The liver detoxicates benzoic acid by reacting it with glycine to form hippuric acid which is excreted in urine. The liver is able to synthesize sufficient glycine to conjugate with benzoic acid to form hippuric acid.

The test should begin at least 3 hours after a light breakfast. The patient empties the bladder and drinks sodium benzoate in about 200 ml of water. Urine is collected for a period of 4 hours from the time of ingestion of sodium benzoate. The amount of hippuric acid excreted is deter­mined.

In normal persons, 60 per cent of the ben­zoic acid taken should be excreted as hip­puric acid. The excreted should be 4.5 grams. Smaller quantities are excreted in acute or chronic liver damage.


Test # 5. Test for Excretion of Foreign Substances:

Bromsulphthalein (BSP) Test:

When bromsulphthalein dye is injected, it circulates in the blood in combination with albumin. Normal subjects after injection of 5 mg BSP per kg body weight retain less than 10 per cent of the dye in 30 minutes, and 7 per cent in 45 minutes.

At 60 minutes, no dye is retained. This is the most sensitive and dependable liver function test. It is particularly useful for evalu­ating suspicious or slightly positive results ob­tained by flocculation tests in the absence of hyperbilirubinemia.

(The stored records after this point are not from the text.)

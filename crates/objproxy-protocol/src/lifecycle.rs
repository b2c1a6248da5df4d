use std::fs;
use std::path::{Path, PathBuf};

/// Get the socket path for the daemon
///
/// Priority:
/// 1. `OBJPROXY_SOCKET` environment variable (if set)
/// 2. `$XDG_RUNTIME_DIR/objproxy.sock` (if XDG_RUNTIME_DIR is set)
/// 3. `/tmp/objproxy.sock` (fallback)
pub fn socket_path() -> PathBuf {
    if let Ok(path) = std::env::var("OBJPROXY_SOCKET") {
        return PathBuf::from(path);
    }
    dirs::runtime_dir()
        .unwrap_or_else(|| PathBuf::from("/tmp"))
        .join("objproxy.sock")
}

pub fn remove_socket(path: &Path) {
    let _ = fs::remove_file(path);
}

#[cfg(test)]
mod tests {
    use super::*;
    use serial_test::serial;
    use tempfile::TempDir;

    #[test]
    #[serial]
    fn test_socket_path_default_name() {
        std::env::remove_var("OBJPROXY_SOCKET");
        let path = socket_path();
        assert!(path.to_string_lossy().ends_with("objproxy.sock"));
    }

    #[test]
    #[serial]
    fn test_socket_path_env_override() {
        std::env::set_var("OBJPROXY_SOCKET", "/run/custom/proxy.sock");
        let path = socket_path();
        std::env::remove_var("OBJPROXY_SOCKET");
        assert_eq!(path, PathBuf::from("/run/custom/proxy.sock"));
    }

    #[test]
    fn test_remove_socket() {
        let tmp = TempDir::new().unwrap();
        let sock_path = tmp.path().join("test.sock");
        fs::write(&sock_path, "").unwrap();
        assert!(sock_path.exists());
        remove_socket(&sock_path);
        assert!(!sock_path.exists());
        remove_socket(&sock_path); // Should not panic
    }
}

If the liver function is impaired, the dye is ex­creted slowly and up to 50 per cent of the dye will be retained in the body at the end of 45 minutes after injection. The test is more useful in the diag­nosis of liver cell damage without clinical jaun­dice, in chronic hepatitis and in cirrhosis of the liver.

Test # 6. Tests for Blood Coagulation:

Prothrombin Time Test:

Prothrombin (Factor II) and factors VII, IX and X involved in the coagulation of blood are synthesized in the liver in the pres­ence of Vitamin K.

Deficiencies of these can occur for two reasons:

(i) In the presence of parenchymal cell damage, synthesis is impaired despite adequate supplies of Vitamin K.

(ii) In the absence of bile as in cholestasis and obstructive jaundice, the Vita­min K is not absorbed from the intestines and their synthesis is affected.

Shortening of prothrombin time after parental Vitamin K therapy suggests cholestasis; while lack of response to Vitamin K indicates liver damage


Test # 7. Tests for Serum Enzymes:

Certain enzymes are released from liver into the blood due to the damage to liver cells. The levels of SGOT, SGPT, LDH and isocitrate dehydroge­nase are increased. The levels of these enzymes are increased in viral hepatitis and reach their maxi­mum soon after the onset of jaundice, and then de­crease slowly.

Very high levels occur in toxic he­patic necrosis. Levels in cirrhosis may be moder­ately raised but only if the process is active. Choline esterase levels are decreased in liver cell dysfunc­tion.


Test # 8. Test for the Conversion of Ammonia to Urea:

The normal range of blood ammonia is 40 to 75 mg ammonia nitrogen per 100 ml. In cirrhosis of the liver, blood ammonia may be increased to over 250 mg/100 ml. High values are found in hepatic coma.


Test # 9. Glutamine Content of Cerebrospinal Fluid:

The normal range of glutamine in cerebrospinal fluid is from 6 to 14 mg per 100 ml. In cirrhosis of the liver, higher values ranging from 16 to 31 mg/ 100 ml have been reported. In hepatic coma, still higher values ranging from 30 to 54 mg/100 ml have been reported.